_Task description_.
Check every line of the data for the string "operations" and copy the ones that have it.

Segment Start: Records shown

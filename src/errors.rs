//! Error types for employee domain operations

use thiserror::Error;

use crate::domain::{InvalidAmount, InvalidPercentage, InvalidRegistration, PercentageError};

/// Errors that can occur when building employee value objects from raw input
///
/// Each value object reports its own closed error enum; this type collects
/// them for callers that handle several value objects at once.
#[derive(Debug, Error, Clone, PartialEq, Eq)]
pub enum DomainError {
    /// Registration number rejected
    #[error("Invalid registration number: {0}")]
    Registration(#[from] InvalidRegistration),

    /// Monetary amount rejected
    #[error("Invalid amount: {0}")]
    Amount(#[from] InvalidAmount),

    /// Percentage rejected
    #[error("Invalid percentage: {0}")]
    Percentage(#[from] InvalidPercentage),

    /// Text input is not a decimal number
    #[error("Not a decimal number: {0:?}")]
    Unparseable(String),
}

/// Result type for employee domain operations
pub type DomainResult<T> = Result<T, DomainError>;

impl From<PercentageError> for DomainError {
    fn from(err: PercentageError) -> Self {
        match err {
            PercentageError::Percentage(inner) => DomainError::Percentage(inner),
            PercentageError::Amount(inner) => DomainError::Amount(inner),
        }
    }
}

Segment End: Records shown

_Final answer_.
//! Error types for employee domain operations
/// Result type for employee domain operations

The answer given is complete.